A £350 million employer ownership of skills pilot failed to have any impact at all, a damning evaluation report published by the Department for Education today has revealed.
The project, which ran from 2012 to 2017, was designed to test the effect that giving employers direct access to public funding had on their own investment in skills, or if it boosted skills in the workforce.
It failed on all counts, according to today’s evaluation report, written jointly by CFE Research and the University of Sheffield – in part because the money went to employers that were already involved in training.
The findings have prompted the Association of Employment and Learning Providers to call for an inquiry.
“There is no evidence to suggest that EOP has changed attitudes towards training or that it led to subsequent increases in the number of staff trained,” the report said.
This was partly due to “high levels of training already undertaken by EOP employers” and the “positive attitudes towards training they already held”.
“As such, EOP cannot be said to have reached a large cohort of employers that had not previously trained their staff.”
Further analysis showed that after one year employers in the pilot “do not report higher levels of training compared to a matched counterfactual group”.
This was based on “the proportion of employers delivering training; the average number of workers trained; and the average proportion of the workforce trained”.
Although the salaries of learners in the pilot “sometimes increased following the programme”, the level of increase was “no different to that experienced by other individuals on workplace training outside of EOP”.
“This whole exercise was a very sorry tale based on a poorly misguided reading of the skills marketplace,” said Mark Dawe, AELP chief executive.
“Lessons have been learnt, especially in relation to the apprenticeship reforms, about the importance of providers in supporting employers in the delivery of publicly funded programmes, but given this involved a budget which was half the size of the young people’s apprenticeship budget, we believe an inquiry is called for.”
The pilot was announced in November 2011 by former prime minister David Cameron (pictured above), who said he hoped “this radical new approach will encourage even more employers to take on apprentices and ensure that the UK workforce has the skills we need to boost growth”.
It was led by the now-defunct UK Commission for Employment and Skills, before responsibility passed to the DfE as part of the machinery of government changes in 2016.

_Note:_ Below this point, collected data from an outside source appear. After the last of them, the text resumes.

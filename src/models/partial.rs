use std::collections::HashSet;

use super::Dimension;

/// Incoming slice of a record. Every event shape is translated into one of
/// these before it reaches the store.
#[derive(Debug, Clone, Default, PartialEq, Eq)]
pub struct PartialRecord {
    pub resize_from: Option<Dimension>,
    pub resize_to: Option<Dimension>,
    pub copy_paste_fields: HashSet<String>,
    pub form_completion_time_secs: u64,
}

impl PartialRecord {
    pub fn resize(from: Dimension, to: Dimension) -> Self {
        Self {
            resize_from: Some(from),
            resize_to: Some(to),
            ..Self::default()
        }
    }

    pub fn copy_paste<I, S>(fields: I) -> Self
    where
        I: IntoIterator<Item = S>,
        S: Into<String>,
    {
        Self {
            copy_paste_fields: fields.into_iter().map(Into::into).collect(),
            ..Self::default()
        }
    }

    pub fn form_completion(secs: u64) -> Self {
        Self {
            form_completion_time_secs: secs,
            ..Self::default()
        }
    }

    /// Both resize ends, only when all four dimensions are present.
    pub fn complete_resize(&self) -> Option<(&Dimension, &Dimension)> {
        match (&self.resize_from, &self.resize_to) {
            (Some(from), Some(to)) if from.is_complete() && to.is_complete() => Some((from, to)),
            _ => None,
        }
    }
}
//! Logging setup plus per-module switchable logging macros.
//!
//! A module opts in by declaring its own flag and importing the macros from
//! the crate root:
//! ```ignore
//! const ENABLE_LOGS: bool = true;
//! use crate::{log_info, log_warn};
//!
//! log_info!("session {} started", id);
//! ```
//! The store and the allocator never log; failures there are returned to the caller.

/// Installs `env_logger` once. `RUST_LOG` wins over `default_level`.
pub fn init(default_level: log::LevelFilter) {
    let mut builder = env_logger::Builder::new();
    builder.filter_level(default_level);
    builder.parse_default_env();
    // A second init (tests, embedding) keeps the first logger.
    let _ = builder.try_init();
}

#[macro_export]
macro_rules! log_debug {
    ($($arg:tt)*) => {
        if ENABLE_LOGS {
            log::debug!($($arg)*);
        }
    };
}

#[macro_export]
macro_rules! log_info {
    ($($arg:tt)*) => {
        if ENABLE_LOGS {
            log::info!($($arg)*);
        }
    };
}

#[macro_export]
macro_rules! log_warn {
    ($($arg:tt)*) => {
        if ENABLE_LOGS {
            log::warn!($($arg)*);
        }
    };
}

/// Error-level variant. Ingress uses it for server-side faults only; client
/// mistakes go through `log_warn!`.
#[macro_export]
macro_rules! log_error {
    ($($arg:tt)*) => {
        if ENABLE_LOGS {
            log::error!($($arg)*);
        }
    };
}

A review of the first stage of the pilot, published in April 2015, found it had resulted in less than 40 per cent of the starts originally planned.
Today’s report found that around most employers involved in the pilot had a “positive experience”.
“We are pleased that learners and employers who took part in the pilot found the training beneficial,” a DfE spokesperson said.
“We have drawn useful lessons from this pilot, and employers remain at the heart of our skills programme.”
Actually the report is worth a read in more detail. It actually says that data matching issues meant that there is “not evidence of no impact” as well as “no evidence of impact” in relation to quantity of training and wage levels. In other words they can’t tell. Part of the problem was that the employers involved were already strong at training so the impact is harder to discern.
Also, the report is clear that they do not measure impact on quality of training, which is a pity, as quality and relevance was at the heart of the pilots.
So, what did they find out? Half of the employers said the training was better than previously, 75% said it was good or very good, was value for money and met their needs. Half the learners said the training had helped them to advance their careers and a third had moved jobs of which half had been promoted. The in-depth interviews showed that employers welcomed the scope to collaborate and that rivalry and competition was not raised as an issue.
The greatest challenge employers faced was with the administration of the scheme. It would have been good to understand these issues in more detail as efficient management of learner data with smaller firms undertaking short duration training is very tricky and because it seems a pity that skills policy has tended to turn away from business networks and collaboration, both of which have considerable potential in stimulating training in small firms and through supply chains.
Any ideas where we can read the actual report? Struggling to find it and no link or reference information is provided in the article.